Down the village

Yesterday the weather cleared up a bit, meaning that it didn’t rain during the few hours of daylight, and I had a chance to enjoy another brisk walk up the Downs. On my way back, I bumped into an old friend – who also used to commute by ferry every day to the mainland, to work – and had a chat.

Howard Oakley, St Martin's Down (2015), watercolour on paper, 30.5 x 45.5 cm, © 2015 EHN & DIJ Oakley.
Howard Oakley, St Martin’s Down (2015), watercolour on paper, 30.5 x 45.5 cm, © 2015 EHN & DIJ Oakley.

He had been busy cutting down some of the weeds which were growing in front of what used to be the village’s main pub, The Worsley. In its latter years it had a fitful existence. One landlord decided that the best way to bring in more customers was topless barmaids, but after a brief rush of business, and a lot of trouble, sales collapsed and the pub changed hands again. For a while the food there was excellent value, but that dropped off too.

Eventually, just three years ago, the pub closed, and has since been gradually falling into dereliction. Proposals to demolish it and build much-needed housing have been given the cold shoulder by the local council, who somehow feel that the building has ‘intrinsic value’. Given the number of public libraries which that same council has closed, I suggested that it would be ideal as a new library.

The pub has not been the village’s only closure.

When we moved here, just over 32 years ago, the village had a butcher, a general store with a ‘home and garden’ section, a Post Office, a newsagent, a takeaway fish and chip shop, a ladies’ hairdresser, and two pubs. Now we are down to just one all-singing and all-dancing general store with newsagent and Post Office, and one pub.

Those full of doom, gloom, and rural rack and ruin may be surprised to learn that the combined store and Post Office is thriving: gone are the days when you couldn’t post a parcel in the afternoon, because the old Post Office was closed. The new one is open for the long hours that the surrounding store keeps: 0630 to 2200 daily.

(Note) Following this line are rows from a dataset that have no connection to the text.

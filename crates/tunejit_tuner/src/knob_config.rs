use ahash::AHasher;
use serde::{Deserialize, Serialize};
use std::collections::BTreeMap;
use std::hash::{Hash, Hasher};

use crate::knob::{KnobId, LoopSetting};
use crate::knob_set::KnobSet;

/// A knob value detached from its knob, as stored in persistent keys.
#[derive(Debug, Clone, PartialEq, Eq, Hash, Serialize, Deserialize)]
pub enum KnobValue {
    Int(i64),
    Loop(LoopSetting),
}

/// One point in the search space: a value for some subset of a knob set's knobs.
///
/// A config never touches a knob directly and cannot be changed once built.
#[derive(Debug, Clone, Default, PartialEq, Eq, Serialize)]
pub struct KnobConfig {
    ints: BTreeMap<KnobId, i64>,
    loops: BTreeMap<KnobId, LoopSetting>,
}

impl KnobConfig {
    /// The config that assigns nothing.
    pub fn empty() -> Self {
        Self::default()
    }

    pub fn builder() -> KnobConfigBuilder {
        KnobConfigBuilder::default()
    }

    /// Snapshot the current value of every knob in `knobs`.
    pub fn from_knob_set<M: ?Sized>(knobs: &KnobSet<M>) -> Self {
        let mut builder = Self::builder();
        for knob in knobs.int_knobs() {
            builder = builder.int(knob.id(), knob.value());
        }
        for knob in knobs.loop_knobs() {
            builder = builder.loop_setting(knob.id(), knob.value());
        }
        builder.build()
    }

    pub fn int(&self, id: KnobId) -> Option<i64> {
        self.ints.get(&id).copied()
    }

    pub fn loop_setting(&self, id: KnobId) -> Option<&LoopSetting> {
        self.loops.get(&id)
    }

    pub fn int_values(&self) -> impl Iterator<Item = (KnobId, i64)> + '_ {
        self.ints.iter().map(|(id, value)| (*id, *value))
    }

    pub fn loop_values(&self) -> impl Iterator<Item = (KnobId, &LoopSetting)> + '_ {
        self.loops.iter().map(|(id, value)| (*id, value))
    }

    pub fn len(&self) -> usize {
        self.ints.len() + self.loops.len()
    }

    pub fn is_empty(&self) -> bool {
        self.ints.is_empty() && self.loops.is_empty()
    }

    /// Hash of the assignment. Knob IDs are process-local, so this only
    /// identifies a config within one process; see
    /// [`KnobSet::named_values`] for a form that can be stored.
    pub fn content_hash(&self) -> u64 {
        let mut hasher = AHasher::default();
        self.ints.hash(&mut hasher);
        self.loops.hash(&mut hasher);
        hasher.finish()
    }
}

#[derive(Debug, Default)]
pub struct KnobConfigBuilder {
    ints: BTreeMap<KnobId, i64>,
    loops: BTreeMap<KnobId, LoopSetting>,
}

impl KnobConfigBuilder {
    pub fn int(mut self, id: KnobId, value: i64) -> Self {
        self.ints.insert(id, value);
        self
    }

    pub fn loop_setting(mut self, id: KnobId, value: LoopSetting) -> Self {
        self.loops.insert(id, value);
        self
    }

    pub fn build(self) -> KnobConfig {
        KnobConfig {
            ints: self.ints,
            loops: self.loops,
        }
    }
}
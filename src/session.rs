//! Tuning session coordinator.
//!
//! One thread owns the tuner and drives it: it asks for configurations while
//! the tuner allows speculation, applies each one to a private copy of the base
//! module, then compiles and measures the whole batch in parallel. Outcomes are
//! handed back to the tuner in the order the configurations were produced.

use std::fs::File;
use std::io::{self, BufWriter, Write};
use std::sync::Arc;

use anyhow::{Context, Result};
use rayon::prelude::*;
use tracing::{debug, info, warn};
use tunejit_config::{CompileOptions, TunerConfig, TunerKind};
use tunejit_jit::{BitcodeCache, CompiledFunction, IrModule, SpecializationKey};
use tunejit_symbol::{GlobalMapping, SymbolTracker};
use tunejit_tuner::{ExecutionTime, GenResult, GridTuner, KnobConfig, KnobSet, NoOpTuner, Tuner};
use tunejit_utils::timer::Stopwatch;

struct Candidate {
    result: GenResult,
    module: IrModule,
}

/// Everything a worker needs to build and time one candidate.
#[derive(Clone, Copy)]
struct BuildPlan<'a> {
    entry: &'a str,
    globals: Option<&'a [GlobalMapping]>,
    options: CompileOptions,
    samples: usize,
}

/// What a finished run explored.
#[derive(Debug, Clone)]
pub struct SessionSummary {
    pub tried: usize,
    pub best: Option<GenResult>,
}

impl SessionSummary {
    /// Mean running time of the best configuration, in seconds.
    pub fn best_mean(&self) -> Option<f64> {
        self.best.as_ref().and_then(|best| {
            best.feedback
                .as_any()
                .downcast_ref::<ExecutionTime>()
                .and_then(ExecutionTime::mean)
        })
    }
}

pub struct TuningSession {
    tuner: Box<dyn Tuner<IrModule>>,
    base: IrModule,
    entry: String,
    globals: Option<Arc<[GlobalMapping]>>,
    options: CompileOptions,
    config: TunerConfig,
    cache: Option<Arc<BitcodeCache>>,
}

impl TuningSession {
    /// Set up a session tuning `knobs` over `base`.
    ///
    /// `entry` must be defined by `base`; its globals are taken from `tracker`.
    pub fn new(
        mut base: IrModule,
        entry: &str,
        knobs: KnobSet<IrModule>,
        config: TunerConfig,
        options: CompileOptions,
        tracker: &SymbolTracker,
    ) -> Result<Self> {
        base.set_entry(entry)
            .with_context(|| format!("module `{}` cannot be tuned", base.name()))?;

        let tuner: Box<dyn Tuner<IrModule>> = match config.tuner_kind() {
            TunerKind::NoOp => Box::new(NoOpTuner::new(knobs)),
            TunerKind::Grid => Box::new(GridTuner::new(knobs, config.max_in_flight)),
        };
        info!(
            entry,
            tuner = ?config.tuner_kind(),
            max_in_flight = config.max_in_flight,
            iterations = config.iterations,
            "tuning session created"
        );

        Ok(Self {
            tuner,
            base,
            entry: entry.to_string(),
            globals: tracker.globals_for(entry),
            options,
            config,
            cache: None,
        })
    }

    /// Keep the bitcode of every measured version in `cache`, and rebuild the
    /// best version from it in [`TuningSession::compile_best`].
    pub fn with_cache(mut self, cache: Arc<BitcodeCache>) -> Self {
        self.cache = Some(cache);
        self
    }

    pub fn tuner(&self) -> &dyn Tuner<IrModule> {
        self.tuner.as_ref()
    }

    /// Explore configurations until the budget runs out or the tuner has
    /// nothing new to try. `measure` runs the compiled function once; it is
    /// timed `samples` times per configuration.
    pub fn run<F>(&mut self, measure: F) -> Result<SessionSummary>
    where
        F: Fn(&CompiledFunction) -> Result<()> + Sync,
    {
        let mut tried = 0;
        while tried < self.config.iterations {
            let batch = self.next_batch(self.config.iterations - tried)?;
            tried += batch.len();

            let plan = self.plan();
            let compiled = batch
                .into_par_iter()
                .map(|candidate| compile_and_measure(plan, candidate, &measure))
                .collect::<Result<Vec<_>>>()?;

            for (result, function) in compiled {
                self.dump_module(&function);
                self.cache_version(&result.config, &function);
                debug!(
                    config = result.config.content_hash(),
                    feedback = %result.feedback.report(),
                    "measured configuration"
                );
                self.tuner.analyze(function.module());
            }

            if !self.tuner.should_compile_next() {
                break;
            }
        }

        let best = self.tuner.best_seen();
        info!(tried, found_best = best.is_some(), "tuning session finished");
        Ok(SessionSummary { tried, best })
    }

    /// Compile the best configuration seen so far, or the untouched base
    /// module if nothing has been measured. With a cache attached, a stored
    /// version is rebuilt from its bitcode instead.
    pub fn compile_best(&self) -> Result<CompiledFunction> {
        let config = self
            .tuner
            .best_seen()
            .map_or_else(|| Arc::new(KnobConfig::empty()), |best| best.config);

        let module = match self.cached_module(&config)? {
            Some(module) => module,
            None => {
                let mut module = self.base.duplicate()?;
                self.tuner.apply_config(&config, &mut module)?;
                module
            }
        };
        CompiledFunction::compile(&self.entry, self.globals.as_deref(), module, self.options)
            .with_context(|| format!("failed to compile best version of `{}`", self.entry))
    }

    /// Write the best-first statistics report and print the best config.
    /// Failures are logged, never fatal. With tuning disabled nothing is
    /// written at all.
    pub fn finish(&self) {
        if self.config.tuner_kind() == TunerKind::NoOp {
            return;
        }
        if let Some(path) = &self.config.stats_path {
            let written = File::create(path).and_then(|file| {
                let mut out = BufWriter::new(file);
                self.tuner.dump_stats(&mut out)?;
                out.flush()
            });
            match written {
                Ok(()) => info!(path = %path.display(), "wrote tuning statistics"),
                Err(err) => {
                    warn!(path = %path.display(), error = %err, "could not write tuning statistics");
                }
            }
        }

        if let Err(err) = self.tuner.dump(&mut io::stderr().lock()) {
            warn!(error = %err, "could not print best configuration");
        }
    }

    fn next_batch(&mut self, budget: usize) -> Result<Vec<Candidate>> {
        let mut batch = Vec::new();
        while batch.len() < budget && (batch.is_empty() || self.tuner.should_compile_next()) {
            let result = self.tuner.next_config();
            let mut module = self.base.duplicate()?;
            self.tuner.apply_config(&result.config, &mut module)?;
            batch.push(Candidate { result, module });
        }
        Ok(batch)
    }

    fn plan(&self) -> BuildPlan<'_> {
        BuildPlan {
            entry: &self.entry,
            globals: self.globals.as_deref(),
            options: self.options,
            samples: self.config.samples,
        }
    }

    fn cache_key(&self, config: &KnobConfig) -> Result<SpecializationKey> {
        let key = self.tuner.core().with_knobs(|knobs| {
            SpecializationKey::new(self.entry.as_str(), knobs, config, self.options)
        })?;
        Ok(key)
    }

    fn cache_version(&self, config: &KnobConfig, function: &CompiledFunction) {
        let Some(cache) = &self.cache else {
            return;
        };
        let stored = self
            .cache_key(config)
            .and_then(|key| Ok(cache.store(key, function)?));
        if let Err(err) = stored {
            warn!(error = %err, "could not cache compiled version");
        }
    }

    fn cached_module(&self, config: &KnobConfig) -> Result<Option<IrModule>> {
        let Some(cache) = &self.cache else {
            return Ok(None);
        };
        let key = self.cache_key(config)?;
        let Some(bytes) = cache.fetch(&key)? else {
            return Ok(None);
        };
        let module = IrModule::from_bitcode(&bytes);
        if module.is_none() {
            warn!(entry = %self.entry, "cached best version is not valid bitcode");
        } else {
            debug!(entry = %self.entry, key = %key.digest(), "rebuilding best version from cache");
        }
        Ok(module)
    }

    fn dump_module(&self, function: &CompiledFunction) {
        let Some(path) = &self.config.dump_path else {
            return;
        };
        if let Err(err) = function.write_to_file(path, true) {
            warn!(error = %err, "could not dump module");
        }
    }
}

fn compile_and_measure<F>(
    plan: BuildPlan<'_>,
    candidate: Candidate,
    measure: &F,
) -> Result<(GenResult, CompiledFunction)>
where
    F: Fn(&CompiledFunction) -> Result<()> + Sync,
{
    let Candidate { result, module } = candidate;
    let function = CompiledFunction::compile(plan.entry, plan.globals, module, plan.options)
        .with_context(|| format!("failed to compile `{}`", plan.entry))?;

    for _ in 0..plan.samples {
        let (outcome, elapsed) = Stopwatch::time(|| measure(&function));
        outcome.with_context(|| format!("measuring `{}` failed", plan.entry))?;
        result.feedback.record_sample(elapsed);
    }
    Ok((result, function))
}
use tempfile::TempDir;
use tunejit_config::{CodegenOptLevel, CompileOptions};
use tunejit_jit::{CompiledFunction, IrModule, JitError};
use tunejit_symbol::{GlobalMapping, SymbolTracker};

const ADD: &str = r"
define i64 @add(i64 %a, i64 %b) {
entry:
  %sum = add i64 %a, %b
  ret i64 %sum
}
";

const SHIFTED: &str = r"
@offset = external global i64

define i64 @shifted(i64 %x) {
entry:
  %o = load i64, ptr @offset
  %r = add i64 %x, %o
  ret i64 %r
}
";

static OFFSET: i64 = 100;

type BinaryFn = extern "C" fn(i64, i64) -> i64;
type UnaryFn = extern "C" fn(i64) -> i64;

fn compile_add(options: CompileOptions) -> CompiledFunction {
    let module = IrModule::from_ir("add", ADD).unwrap();
    CompiledFunction::compile("add", None, module, options).unwrap()
}

#[test]
fn test_compile_and_call() {
    for level in [CodegenOptLevel::None, CodegenOptLevel::Aggressive] {
        let function = compile_add(CompileOptions::with_opt_level(level));
        assert_ne!(function.address(), 0);
        let add: BinaryFn = unsafe { function.as_fn() };
        assert_eq!(add(40, 2), 42);
    }
}

#[test]
fn test_fast_isel_build() {
    let options = CompileOptions {
        fast_isel: true,
        ..CompileOptions::default()
    };
    let function = compile_add(options);
    let add: BinaryFn = unsafe { function.as_fn() };
    assert_eq!(add(-1, 1), 0);
}

#[test]
fn test_ipra_request_still_compiles() {
    let plain = compile_add(CompileOptions::default());
    let with_ipra = compile_add(CompileOptions {
        ipra: true,
        ..CompileOptions::default()
    });
    let plain_add: BinaryFn = unsafe { plain.as_fn() };
    let ipra_add: BinaryFn = unsafe { with_ipra.as_fn() };
    assert_eq!(plain_add(20, 22), ipra_add(20, 22));
}

#[test]
fn test_unknown_entry() {
    let module = IrModule::from_ir("add", ADD).unwrap();
    let err = CompiledFunction::compile("sub", None, module, CompileOptions::default()).unwrap_err();
    assert!(matches!(err, JitError::UnknownEntry(name) if name == "sub"));
}

#[test]
fn test_round_trip_yields_new_artifact() {
    let tracker = SymbolTracker::new();
    let original = compile_add(CompileOptions::default());
    let bytes = original.serialize();

    let restored = CompiledFunction::deserialize(&bytes, &tracker)
        .unwrap()
        .unwrap();
    assert_eq!(restored.entry(), "add");
    assert_ne!(original, restored);
    assert_eq!(original, original);

    let add: BinaryFn = unsafe { restored.as_fn() };
    assert_eq!(add(20, 22), 42);
}

#[test]
fn test_malformed_bytes_are_rejected() {
    let tracker = SymbolTracker::new();
    assert!(CompiledFunction::deserialize(b"", &tracker).unwrap().is_none());
    assert!(
        CompiledFunction::deserialize(b"\x42\x43\xc0\xde garbage", &tracker)
            .unwrap()
            .is_none()
    );
}

#[test]
fn test_globals_are_relinked_from_tracker() {
    let mapping = GlobalMapping::of("offset", &raw const OFFSET);
    let mut module = IrModule::from_ir("shifted", SHIFTED).unwrap();
    module.set_entry("shifted").unwrap();
    let original = CompiledFunction::compile(
        "shifted",
        Some(std::slice::from_ref(&mapping)),
        module,
        CompileOptions::default(),
    )
    .unwrap();
    let shifted: UnaryFn = unsafe { original.as_fn() };
    assert_eq!(shifted(1), 101);

    let tracker = SymbolTracker::new();
    assert!(tracker.track(original.address(), "shifted", [mapping]));

    let restored = CompiledFunction::deserialize(&original.serialize(), &tracker)
        .unwrap()
        .unwrap();
    let shifted: UnaryFn = unsafe { restored.as_fn() };
    assert_eq!(shifted(42), 142);
}

#[test]
fn test_unreferenced_globals_are_skipped() {
    let module = IrModule::from_ir("add", ADD).unwrap();
    let extra = [GlobalMapping::of("offset", &raw const OFFSET)];
    let function =
        CompiledFunction::compile("add", Some(&extra), module, CompileOptions::default()).unwrap();
    let add: BinaryFn = unsafe { function.as_fn() };
    assert_eq!(add(1, 1), 2);
}

#[test]
fn test_write_to_file() {
    let function = compile_add(CompileOptions::default());
    let dir = TempDir::new().unwrap();
    let path = dir.path().join("dump.ll");

    function.write_to_file(&path, false).unwrap();
    function.write_to_file(&path, true).unwrap();
    let text = std::fs::read_to_string(&path).unwrap();
    assert_eq!(text.matches("define i64 @add").count(), 2);

    function.write_to_file(&path, false).unwrap();
    let text = std::fs::read_to_string(&path).unwrap();
    assert_eq!(text.matches("define i64 @add").count(), 1);
}

#[test]
fn test_write_to_empty_path_is_noop() {
    let function = compile_add(CompileOptions::default());
    assert!(function.write_to_file(std::path::Path::new(""), false).is_ok());
}

#[test]
fn test_write_to_missing_directory_fails() {
    let function = compile_add(CompileOptions::default());
    let dir = TempDir::new().unwrap();
    let path = dir.path().join("missing").join("dump.ll");
    let err = function.write_to_file(&path, false).unwrap_err();
    assert!(matches!(err, JitError::CouldNotOpenFile { .. }));
}
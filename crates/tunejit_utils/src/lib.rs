pub mod logger;
pub mod timer;
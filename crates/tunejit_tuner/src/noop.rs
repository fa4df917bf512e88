use std::io::{self, Write};
use std::sync::Arc;

use crate::feedback::NoOpFeedback;
use crate::history::GenResult;
use crate::knob_config::KnobConfig;
use crate::knob_set::KnobSet;
use crate::tuner::{Tuner, TunerCore};

/// Tuner used when tuning is disabled.
///
/// Always hands out the same empty config with sentinel feedback, never asks
/// for speculative work and reports nothing.
pub struct NoOpTuner<M: ?Sized> {
    core: TunerCore<M>,
    fixed: GenResult,
}

impl<M: ?Sized> NoOpTuner<M> {
    pub fn new(knobs: KnobSet<M>) -> Self {
        Self {
            core: TunerCore::new(knobs),
            fixed: GenResult::new(Arc::new(KnobConfig::empty()), Arc::new(NoOpFeedback)),
        }
    }
}

impl<M: ?Sized> Default for NoOpTuner<M> {
    fn default() -> Self {
        Self::new(KnobSet::new())
    }
}

impl<M: ?Sized> Tuner<M> for NoOpTuner<M> {
    fn core(&self) -> &TunerCore<M> {
        &self.core
    }

    fn next_config(&mut self) -> GenResult {
        self.fixed.clone()
    }

    fn should_compile_next(&mut self) -> bool {
        false
    }

    fn analyze(&mut self, _module: &M) {}

    fn dump(&self, _out: &mut dyn Write) -> io::Result<()> {
        Ok(())
    }

    fn dump_stats(&self, _out: &mut dyn Write) -> io::Result<()> {
        Ok(())
    }
}

#[cfg(test)]
mod tests {
    use super::*;

    #[test]
    fn test_always_same_config() {
        let mut tuner: NoOpTuner<()> = NoOpTuner::default();
        let first = tuner.next_config();
        let second = tuner.next_config();

        assert!(first.config.is_empty());
        assert!(Arc::ptr_eq(&first.config, &second.config));
        assert!(Arc::ptr_eq(&first.feedback, &second.feedback));
        assert!(!first.feedback.is_informative());
        assert!(!tuner.should_compile_next());
    }

    #[test]
    fn test_reports_nothing() {
        let mut tuner: NoOpTuner<()> = NoOpTuner::default();
        let result = tuner.next_config();
        tuner.analyze(&());
        tuner.add_config(result);

        let mut out = Vec::new();
        tuner.dump(&mut out).unwrap();
        tuner.dump_stats(&mut out).unwrap();
        assert!(out.is_empty());
        assert!(tuner.best_seen().is_none());
    }

    #[test]
    fn test_empty_config_applies_cleanly() {
        let tuner: NoOpTuner<()> = NoOpTuner::default();
        let config = KnobConfig::empty();
        assert!(tuner.apply_config(&config, &mut ()).is_ok());
    }
}
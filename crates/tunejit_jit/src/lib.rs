//! Compiled-artifact lifecycle: build native code from an LLVM module, ship it
//! around as bitcode, and rebuild it, re-linked against process symbols.

pub mod cache;
mod engine;
pub mod error;
pub mod function;
pub mod knobs;
pub mod module;

pub use cache::{BitcodeCache, CacheMetadata, CacheStats, SpecializationKey};
pub use error::JitError;
pub use function::CompiledFunction;
pub use knobs::AttributeKnob;
pub use module::{ENTRY_METADATA, IrModule};
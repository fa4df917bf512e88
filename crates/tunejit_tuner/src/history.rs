use parking_lot::Mutex;
use std::sync::Arc;

use crate::feedback::Feedback;
use crate::knob_config::KnobConfig;

/// A tried configuration together with its measurement.
///
/// Both halves are shared, so one config or feedback may back several
/// history slots.
#[derive(Debug, Clone)]
pub struct GenResult {
    pub config: Arc<KnobConfig>,
    pub feedback: Arc<dyn Feedback>,
}

impl GenResult {
    pub fn new(config: Arc<KnobConfig>, feedback: Arc<dyn Feedback>) -> Self {
        Self { config, feedback }
    }
}

/// Append-only log of explored configurations, safe to share across threads.
///
/// Appends are atomic; readers work on a snapshot copied under the lock, so a
/// scan or sort never observes a half-finished append.
#[derive(Debug, Default)]
pub struct History {
    entries: Mutex<Vec<GenResult>>,
}

impl History {
    pub fn new() -> Self {
        Self::default()
    }

    pub fn push(&self, result: GenResult) {
        self.entries.lock().push(result);
    }

    pub fn len(&self) -> usize {
        self.entries.lock().len()
    }

    pub fn is_empty(&self) -> bool {
        self.entries.lock().is_empty()
    }

    /// Point-in-time copy of every entry, in insertion order.
    pub fn snapshot(&self) -> Vec<GenResult> {
        self.entries.lock().clone()
    }

    /// The entry no other informative entry beats, if any exist.
    ///
    /// Ties keep the earliest entry.
    pub fn best(&self) -> Option<GenResult> {
        let snapshot = self.snapshot();
        let mut best: Option<&GenResult> = None;
        for entry in snapshot.iter().filter(|e| e.feedback.is_informative()) {
            match best {
                Some(current) if !entry.feedback.better_than(current.feedback.as_ref()) => {}
                _ => best = Some(entry),
            }
        }
        best.cloned()
    }

    /// Every entry, best first.
    pub fn best_first(&self) -> Vec<GenResult> {
        sort_best_first(self.snapshot())
    }
}

/// Order `entries` best first under [`Feedback::better_than`].
///
/// `better_than` need not be a total order and the std sorts may panic on
/// such comparators, so this is a stable insertion sort. Non-informative
/// entries keep their relative order at the end.
pub fn sort_best_first(entries: Vec<GenResult>) -> Vec<GenResult> {
    let (measured, unmeasured): (Vec<_>, Vec<_>) = entries
        .into_iter()
        .partition(|entry| entry.feedback.is_informative());

    let mut sorted: Vec<GenResult> = Vec::with_capacity(measured.len() + unmeasured.len());
    for entry in measured {
        let position = sorted
            .iter()
            .position(|placed| entry.feedback.better_than(placed.feedback.as_ref()))
            .unwrap_or(sorted.len());
        sorted.insert(position, entry);
    }
    sorted.extend(unmeasured);
    sorted
}

#[cfg(test)]
mod tests {
    use super::*;
    use crate::feedback::{ExecutionTime, NoOpFeedback};
    use rayon::prelude::*;

    fn timed(score: f64) -> GenResult {
        GenResult::new(
            Arc::new(KnobConfig::empty()),
            Arc::new(ExecutionTime::from_samples([score])),
        )
    }

    fn score(result: &GenResult) -> f64 {
        result
            .feedback
            .as_any()
            .downcast_ref::<ExecutionTime>()
            .and_then(ExecutionTime::mean)
            .unwrap()
    }

    #[test]
    fn test_best_of_empty_history() {
        assert!(History::new().best().is_none());
    }

    #[test]
    fn test_best_and_order_lower_wins() {
        let history = History::new();
        for s in [10.0, 3.0, 7.0] {
            history.push(timed(s));
        }

        assert_eq!(score(&history.best().unwrap()), 3.0);
        let order: Vec<f64> = history.best_first().iter().map(score).collect();
        assert_eq!(order, vec![3.0, 7.0, 10.0]);
    }

    #[test]
    fn test_order_independent_of_insertion() {
        let forward = History::new();
        let backward = History::new();
        let scores = [5.0, 1.0, 9.0, 4.0, 2.0];
        for s in scores {
            forward.push(timed(s));
        }
        for s in scores.iter().rev() {
            backward.push(timed(*s));
        }

        let a: Vec<f64> = forward.best_first().iter().map(score).collect();
        let b: Vec<f64> = backward.best_first().iter().map(score).collect();
        assert_eq!(a, b);
        assert_eq!(a, vec![1.0, 2.0, 4.0, 5.0, 9.0]);
    }

    #[test]
    fn test_sentinels_are_ignored_by_best() {
        let history = History::new();
        let sentinel = GenResult::new(Arc::new(KnobConfig::empty()), Arc::new(NoOpFeedback));
        history.push(sentinel.clone());
        history.push(sentinel);
        assert!(history.best().is_none());

        history.push(timed(8.0));
        assert_eq!(score(&history.best().unwrap()), 8.0);

        let sorted = history.best_first();
        assert_eq!(sorted.len(), 3);
        assert!(sorted[0].feedback.is_informative());
        assert!(!sorted[2].feedback.is_informative());
    }

    #[test]
    fn test_concurrent_appends_are_all_kept() {
        let history = History::new();
        (0..256).into_par_iter().for_each(|i| {
            history.push(timed(f64::from(i % 17) + 1.0));
        });

        assert_eq!(history.len(), 256);
        let best = history.best().unwrap();
        assert!(
            history
                .snapshot()
                .iter()
                .all(|entry| !entry.feedback.better_than(best.feedback.as_ref()))
        );
        assert_eq!(score(&best), 1.0);
    }
}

Although much of the Isle of Wight caters for the tourist, the village has just one smaller attraction, Appuldurcombe House, and one of the best of the family camping and caravanning sites, both well out of its centre. It is, though, in the heart of some of the finest walking in the south of England, rolling chalk downland dotted with occasional cattle and sheep. But walkers are not enough to support any more than the single shop and pub.

The oldest locals still remember the days of the steam railway to Ventnor, a very Victorian seaside resort just to the south. Then there was a meat-processing factory making local sausages, and the timetabled frenzy brought by the trains. Curiously, the village then was smaller, the residents fewer in number, and the Jubilee (horse) drinking trough at its centre was full of water rather than geraniums. Its Jubilee was, of course, that of Queen Victoria.

Technology and modern communications haven’t exactly passed us by: high-speed Internet has recently arrived, but the fibre-optic cables do not offer us cable TV, as we are too far from a large enough town. Even the poorest seem to have Sky satellite TV services, and at least one more car than their house frontage can comfortably accommodate.

Just a few minutes walk from anywhere in the village and you are back out into those rolling fields, striding up the side of the valley to the ridge which almost surrounds it all. From there you can see most of this island, the English Channel half-way to France, both Eastern and Western Solent, and on a clear day the New Forest, and cities of Southampton and Portsmouth.

That ridge bears a lot of history too, from ancient burial grounds, to one of the earliest and most crucial radar stations in the Second World War. There are scars where the railway disappeared into a long tunnel to pass through to Ventnor, and from sporadic aircraft crashes. Now the most obvious landmarks are a series of high radio masts, to support point-to-point communications, and aircraft flight control.

The Worsley is no sign of any deeper sickness. The village is not the dormitory for a distant town, or a shell of second homes. And a few minutes away you are on top of the world.